Des Roumains à Paris

Victor Brauner, Sevrage du moi, 1949, 83x83cm

en espagnol

Cette année, c’est la Saison France Roumanie : un pays bien plus acceptable que celui de l’an dernier, et que j’ai un peu connu quand j’étais plus jeune (sous Ceaucescu…). Parmi les quelques expositions que j’ai vues, la plus intéressante est certainement (mais je n’ai pas tout vu) celle titrée Ex-east organisée par Ami Barak à l’Espace Niemeyer, et ce n’en est pas le moindre charme que de voir, dans cet immeuble du PCF, une oeuvre (plus bas) de Ciprian Muresan proclamant « Communism never happened » (les lettres ayant été découpées dans des vinyles de musique patriotique). Exposition la plus intéressante (malgré le côté assez rustique de l’accrochage) car elle couvre tout un siècle. Dans la première moitié du XXe siècle, Paris a été un pôle d’attraction pour intellectuels et artistes roumains. On voit donc là des rappels de l’oeuvre de Brancusi, de Victor Brauner, de Isou, qui, même si certaines sont des pièces mineures, ont le mérite de brosser ce panorama (et aussi les Dadas de Zurich, Tzara, Marcel Iancu, Benjamin Fondane).

Mihai Olos, ST, 1970, bois, 52x52x52cm

Certes le Centre Pompidou le montre aussi mais de manière assez sommaire (mais une des salles était déjà fermée quand j’y suis allé, et j’ai hélas manqué Ghérasim Luca) : on y voit Brauner et beaucoup de bâtons de Cadere, ainsi que la blouse roumaine de Matisse (avec Théodor Pallady, pas inoubliable) et de plus l’Espace Brancusi accueille Mihai Olos.

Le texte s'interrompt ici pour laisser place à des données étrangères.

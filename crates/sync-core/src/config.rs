//! Synchronizer configuration.
//!
//! Loaded from an optional YAML file; `DIAGRAM_SYNC_READONLY_SCHEMES` in the
//! environment overrides the read-only scheme list.

use serde::Deserialize;
use std::path::Path;
use thiserror::Error;

/// Environment variable overriding `read_only_schemes` (comma-separated).
pub const READONLY_SCHEMES_ENV: &str = "DIAGRAM_SYNC_READONLY_SCHEMES";

/// Synchronizer configuration.
#[derive(Debug, Clone, Deserialize)]
#[serde(default)]
pub struct SyncConfig {
    /// URI schemes whose documents are never written back to.
    pub read_only_schemes: Vec<String>,
    /// Treat document change events with an empty change set as no-ops.
    pub ignore_empty_changes: bool,
    /// Spaces per nesting level when pretty-printing XML output.
    pub indent: usize,
    /// File-name suffixes selecting the output format.
    pub suffixes: FormatSuffixes,
}

impl Default for SyncConfig {
    fn default() -> Self {
        Self {
            read_only_schemes: vec!["git".to_string(), "conflictResolution".to_string()],
            ignore_empty_changes: true,
            indent: 2,
            suffixes: FormatSuffixes::default(),
        }
    }
}

/// Suffix lists per output format. The longest matching suffix decides;
/// anything unmatched is diagram XML.
#[derive(Debug, Clone, Deserialize)]
#[serde(default)]
pub struct FormatSuffixes {
    pub diagram: Vec<String>,
    pub svg: Vec<String>,
    pub script: Vec<String>,
}

impl Default for FormatSuffixes {
    fn default() -> Self {
        Self {
            diagram: vec![".drawio".to_string(), ".dio".to_string()],
            svg: vec![".svg".to_string()],
            script: vec![".py".to_string()],
        }
    }
}

impl SyncConfig {
    /// Parse a YAML document; missing keys keep their defaults.
    pub fn from_yaml_str(text: &str) -> Result<Self, ConfigError> {
        if text.trim().is_empty() {
            return Ok(Self::default());
        }
        serde_yaml::from_str(text).map_err(|e| ConfigError::Parse(e.to_string()))
    }

    /// Load from a YAML file.
    pub fn from_file(path: &Path) -> Result<Self, ConfigError> {
        let text = std::fs::read_to_string(path).map_err(|e| ConfigError::Read {
            path: path.display().to_string(),
            message: e.to_string(),
        })?;
        Self::from_yaml_str(&text)
    }

    /// Apply overrides from environment variables.
    ///
    /// - `DIAGRAM_SYNC_READONLY_SCHEMES`: comma-separated scheme list
    pub fn apply_env(mut self) -> Self {
        if let Ok(value) = std::env::var(READONLY_SCHEMES_ENV) {
            self.read_only_schemes = parse_scheme_list(&value);
        }
        self
    }
}

fn parse_scheme_list(value: &str) -> Vec<String> {
    value
        .split(',')
        .map(str::trim)
        .filter(|s| !s.is_empty())
        .map(String::from)
        .collect()
}

#[derive(Debug, Error)]
pub enum ConfigError {
    #[error("Failed to read config file {path}: {message}")]
    Read { path: String, message: String },

    #[error("Invalid config: {0}")]
    Parse(String),
}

Ce dernier est la meilleure découverte : des architectures minuscules inspirées de techniques d’assemblage traditionnelles, des modules-noeuds lui permettant de construire sculptures et peintures, comme une matrice universelle puisant dans le passé une énergie du futur.

Decebal Scriba, Mask series #2, 1976

Mais l’intérêt principal de l’exposition Ex-east est de faire le lien entre ces avant-gardes historiques et les artistes plus récents, tant de la période communiste que des trois dernières décennies. Pendant la période communiste, certains fuient en Occident, comme Cadere ou Paul Neagu; ceux qui restent pratiquent un art de la fugue et de l’esquive. Le plus connu est peut-être Ion Grigorescu qui utilise son propre corps comme outil de résistance. Mais aussi Decebal Scriba qui meurtrit son propre visage en l’enveloppant dans un fil censeur (très bonne exposition, m’a-t-on dit, à la galerie Bénichou) ou Miklos Onucsan dont les performances discrètes évoquent le Tchèque Jiri Kovanda.

Mircea Cantor, Dior Bihor anthroposynaptique, 2018

Parmi ceux qui émergèrent après 1990, certains sont des stars du marché (Adrian Ghenie, Dan Perjovschi qui réalise ici un mur de graffiti assez drôles). Beaucoup revisitent les mythes communistes, comme Ciprian Murespan. L’école de peinture de Cluj est aussi à remarquer. Mais le plus connu ici est sans doute Mircea Cantor, qui a par ailleurs une exposition personnelle au Musée de la Chasse. Il est sans doute celui qui fait le plus de liens avec le passé, celui qui s’inspire le plus de l’art populaire roumain (le Musée de la Chasse est plein de masques et de scènes de chasse), celui qui sait le mieux définir le territoire et ses transgressions. Ce rapport au passé semble omniprésent chez ces jeunes artistes, à la suite de Brancusi et de Olos. La pièce ci-dessus (montrée à Ex-east) est basée sur le fait que Christian Dior a copié une veste traditionnelle de la région de Bihor; appropriation post-coloniale, certes, mais qui peut dire si la veste de Dior est à gauche ou à droite ?

Andra Ursuta, Ski resort, 2007

Enfin, parmi les plus jeunes, j’ai noté la photographe Pusha Petrov (actuellement en résidence à la Cité des Arts) qui recense les petits palais fantômes construits à Timisoara par de richissimes Gitans qui n’y habitentjamais, mais traduisent ainsi leur quête de respectabilité bourgeoise. Et aussi ce drapeau roumain ironiquement retravaillé par Andra Ursuta. 

Ciprian Muresan, communsim never happened, 2006, 87x52cm

Un beau panorama de la création roumaine, de son lien avec la France et de son ancrage historique.